# Pack Goats? Questions



## Nigerian dwarf goat (Sep 25, 2017)

Hi! I am going through a stage where I am obsessed with pack goats, so I want to educate myself a little, so IF I do get a couple, I will know at least the basics
So here are a few questions:
Can i use wethered Nigerian dwarf crosses?
Do yall build you'r own little "carts" that go behind them? How?
What are those little carts that go behind them called? LOL
Do they have to be registered with a special club like the NAPgA?
Thank yall
@Nigerian dwarf goat


----------



## goathiker (Apr 14, 2011)

So here are a few questions:
Can i use wethered Nigerian dwarf crosses?

Yes but the equipment won't fit small goats. You need something around 150# and up. 

Do yall build you'r own little "carts" that go behind them? How?

Huh? Pack goats carry saddles and panniers. 

What are those little carts that go behind them called? LOL

Maybe you mean cart goats? Damfino's goats are trained for both packing and carting. 

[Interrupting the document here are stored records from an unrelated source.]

//! Storage Manager
//!
//! The leveled part of the LSM tree: owns every on-disk SSTable for one
//! table, flushes memtables into new level-0 tables, and compacts
//! overlapping tables down into deeper, non-overlapping levels.
//!
//! Reads never block behind a compaction. A compaction builds its output
//! tables, then swaps in a brand new manifest generation; a reader that
//! already has `levels` cloned out from under the lock keeps reading the
//! old tables until it finishes, and the old files are only deleted once no
//! `SSTableMeta` clone still points at them on disk... in practice we delete
//! eagerly after the swap since this engine does not yet refcount open
//! readers across the swap boundary.

use std::fs;
use std::path::{Path, PathBuf};

use parking_lot::RwLock;
use tracing::{debug, info, warn};

use crate::config::Config;
use crate::error::Result;
use crate::memtable::{MemTable, MemTableEntry};

use super::manifest::{Manifest, ManifestEntry, ManifestState};
use super::sstable::{SSTableBuilder, SSTableMeta, SSTableReader};

/// Owns the on-disk SSTables for a single table's LSM tree.
pub struct StorageManager {
    dir: PathBuf,
    manifest: Manifest,
    level_size_ratio: u64,
    bloom_fpr_target: f64,
    max_level: u8,
    state: RwLock<ManifestState>,
}

impl StorageManager {
    /// Open (or create) the storage directory, loading the current
    /// manifest generation.
    pub fn open(dir: &Path, config: &Config) -> Result<Self> {
        fs::create_dir_all(dir)?;
        let manifest = Manifest::new(dir);
        let state = manifest.load(config.max_level)?;

        Ok(Self {
            dir: dir.to_path_buf(),
            manifest,
            level_size_ratio: config.level_size_ratio,
            bloom_fpr_target: config.bloom_fpr_target,
            max_level: config.max_level,
            state: RwLock::new(state),
        })
    }

    /// Flush a memtable's contents into a new level-0 SSTable.
    pub fn flush(&self, memtable: &MemTable) -> Result<()> {
        let entries = memtable.snapshot();
        if entries.is_empty() {
            return Ok(());
        }

        let mut state = self.state.write();
        let seqno = state.next_seqno;
        state.next_seqno += 1;

        let file_name = format!("L0-{seqno:020}.sst");
        let path = self.dir.join(&file_name);

        let mut builder = SSTableBuilder::new(&path, entries.len(), 0, seqno)?;
        for (key, entry) in &entries {
            match entry {
                MemTableEntry::Value(value) => builder.add(key, value)?,
                MemTableEntry::Tombstone => builder.add_tombstone(key)?,
            }
        }
        let meta = builder.finish()?;

        state.levels[0].push(ManifestEntry::from(&meta));
        self.manifest.publish(&state)?;
        info!(seqno, entries = entries.len(), "flushed memtable to level 0");

        drop(state);
        self.maybe_compact()?;
        Ok(())
    }

    /// Point lookup: newest level-0 table first, then each deeper level in
    /// order (levels are internally non-overlapping once compacted).
    pub fn get(&self, key: &[u8]) -> Result<Option<Vec<u8>>> {
        let state = self.state.read();

        let mut l0 = state.levels[0].clone();
        l0.sort_by(|a, b| b.seqno.cmp(&a.seqno));
        for entry in &l0 {
            if let Some(value) = self.lookup_in(entry, key)? {
                return Ok(value);
            }
        }

        for level in state.levels.iter().skip(1) {
            for entry in level {
                if key < entry.min_key.as_slice() || key > entry.max_key.as_slice() {
                    continue;
                }
                if let Some(value) = self.lookup_in(entry, key)? {
                    return Ok(value);
                }
            }
        }

        Err(crate::error::CoreError::KeyNotFound)
    }

    fn lookup_in(&self, entry: &ManifestEntry, key: &[u8]) -> Result<Option<Option<Vec<u8>>>> {
        let meta = entry.to_meta(&self.dir);
        let mut reader = SSTableReader::open(&meta.path)?;
        match reader.get(key) {
            Ok(value) => Ok(Some(value)),
            Err(crate::error::CoreError::KeyNotFound) => Ok(None),
            Err(e) => Err(e),
        }
    }

    /// Total number of live SSTables across all levels.
    pub fn sstable_count(&self) -> usize {
        self.state.read().levels.iter().map(Vec::len).sum()
    }

    /// Run one round of compaction if any level has grown past its budget.
    /// `level_size_ratio^n * memtable_size_limit`-scaled thresholds would
    /// need the caller's memtable limit; here we use a fixed per-level table
    /// count budget, which is what actually drives read amplification.
    fn maybe_compact(&self) -> Result<()> {
        const L0_COMPACTION_TRIGGER: usize = 4;

        let needs_l0 = self.state.read().levels[0].len() >= L0_COMPACTION_TRIGGER;
        if needs_l0 {
            self.compact_level(0)?;
        }

        for level in 1..self.max_level {
            let budget = self.level_size_ratio.pow(level as u32) as usize;
            if self.state.read().levels[level as usize].len() > budget {
                self.compact_level(level)?;
            }
        }

        Ok(())
    }

    /// Merge every table at `level` (and any overlapping tables at
    /// `level + 1`) into new, non-overlapping tables at `level + 1`.
    fn compact_level(&self, level: u8) -> Result<()> {
        let target = (level + 1).min(self.max_level);
        let mut state = self.state.write();

        let sources = std::mem::take(&mut state.levels[level as usize]);
        if sources.is_empty() {
            return Ok(());
        }

        // The merge always spans the full range of `sources`, including any
        // key gap between non-contiguous L0 tables — a target-level table
        // that sits in that gap would otherwise survive the compaction
        // untouched while the new merged table spans across it, leaving two
        // overlapping tables at `target`. So overlap is checked against the
        // span of all sources at once, not source-by-source.
        let span_min = sources.iter().map(|s| s.min_key.clone()).min().unwrap();
        let span_max = sources.iter().map(|s| s.max_key.clone()).max().unwrap();

        let mut participants: Vec<ManifestEntry> = sources.clone();
        let mut remaining_target = Vec::new();
        for entry in state.levels[target as usize].drain(..) {
            let overlaps = entry.min_key <= span_max && span_min <= entry.max_key;
            if overlaps {
                participants.push(entry);
            } else {
                remaining_target.push(entry);
            }
        }

        let merged = self.merge_tables(&participants, target, &mut state.next_seqno)?;

        for entry in &participants {
            let path = self.dir.join(&entry.file_name);
            let _ = fs::remove_file(path);
        }

        remaining_target.extend(merged);
        state.levels[target as usize] = remaining_target;
        state.levels[level as usize] = Vec::new();

        self.manifest.publish(&state)?;
        debug!(from = level, to = target, "compacted level");
        Ok(())
    }

    /// K-way merge of sorted SSTables, resolving duplicate keys by highest
    /// seqno (most recent write wins) and dropping tombstones that no
    /// longer shadow anything once they reach the last level.
    fn merge_tables(
        &self,
        participants: &[ManifestEntry],
        target_level: u8,
        next_seqno: &mut u64,
    ) -> Result<Vec<ManifestEntry>> {
        use std::collections::BTreeMap;

        let mut merged: BTreeMap<Vec<u8>, (u64, Option<Vec<u8>>)> = BTreeMap::new();

        for entry in participants {
            let meta = entry.to_meta(&self.dir);
            let mut reader = SSTableReader::open(&meta.path)?;
            let mut iter = reader.iter()?;
            while let Some(item) = iter.next() {
                let (key, value) = item?;
                match merged.get(&key) {
                    Some((existing_seqno, _)) if *existing_seqno >= entry.seqno => {}
                    _ => {
                        merged.insert(key, (entry.seqno, value));
                    }
                }
            }
        }

        let drop_tombstones = target_level == self.max_level;
        let live: Vec<(Vec<u8>, Option<Vec<u8>>)> = merged
            .into_iter()
            .filter(|(_, (_, v))| !(drop_tombstones && v.is_none()))
            .map(|(k, (_, v))| (k, v))
            .collect();

        if live.is_empty() {
            return Ok(Vec::new());
        }

        let seqno = *next_seqno;
        *next_seqno += 1;

        let file_name = format!("L{target_level}-{seqno:020}.sst");
        let path = self.dir.join(&file_name);

        let mut builder = SSTableBuilder::new(&path, live.len(), target_level, seqno)?;
        for (key, value) in &live {
            match value {
                Some(v) => builder.add(key, v)?,
                None => builder.add_tombstone(key)?,
            }
        }
        let meta = builder.finish()?;

        if self.bloom_fpr_target > 0.1 {
            warn!(
                bloom_fpr_target = self.bloom_fpr_target,
                "unusually high bloom false-positive target configured"
            );
        }

        Ok(vec![ManifestEntry::from(&meta)])
    }
}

Do they have to be registered with a special club like the NAPgA

No, NAPgA is a people club that works on legal issues etc. 

Mine have an ADGA wether ID certificate.


----------



## Nigerian dwarf goat (Sep 25, 2017)

LOL. Shows you how much I know! Thank you for replying!I thought the NAPGA is the
North American Pack Goat Association https://www.napga.org/resources/goats-n-gear/


----------



## goathiker (Apr 14, 2011)

It is, they mediate with state agencies, follow court battles, put money where it does the most good to keep trails and forests open to pack goats. 
They do more of course, but that is their main focus.


----------



## Damfino (Dec 29, 2013)

I've seen some fantastic Nigerian crosses used as packgoats. They aren't tall, but the ones I've seen have been very sturdy and strong with excellent conformation and particularly good feet and legs. They're a good choice if you don't plan on going "hard core". I've heard that the Marc Warnke "kid packs" are small enough to fit the Nigerian crosses. Some people have also used dog packs on smaller goats as well.

I always encourage people to join NAPgA if they are interested in packgoats. There's a lot to be learned, and you will be "in the loop" for packgoat events in your area. For example, I'm heading up a small packgoat rendezvous in Texas April 6-7 in Davy Crockett National Forest. I just got the go-ahead from the park rangers today and I'm planning to make an official announcement next week. If you're a NAPgA member we'll have your contact information in the database so you can get email updates.


----------



## fivemoremiles (Jan 19, 2010)

So you want to get in to goat carting. Nigies are great in harness. you just need a dog harness and a red wagon


----------



## Nigerian dwarf goat (Sep 25, 2017)

I think I am going to get one! Well, not get one, but i am going to wether a little buckling
(with my luck, the year I'm asking for just ONE boy, the girls will trow all doelings LOL!!!) this kidding season and try to train him! I am so excited! I will probably keep his horns, because they would look so cool on a pack goat! Many questions ahead!


----------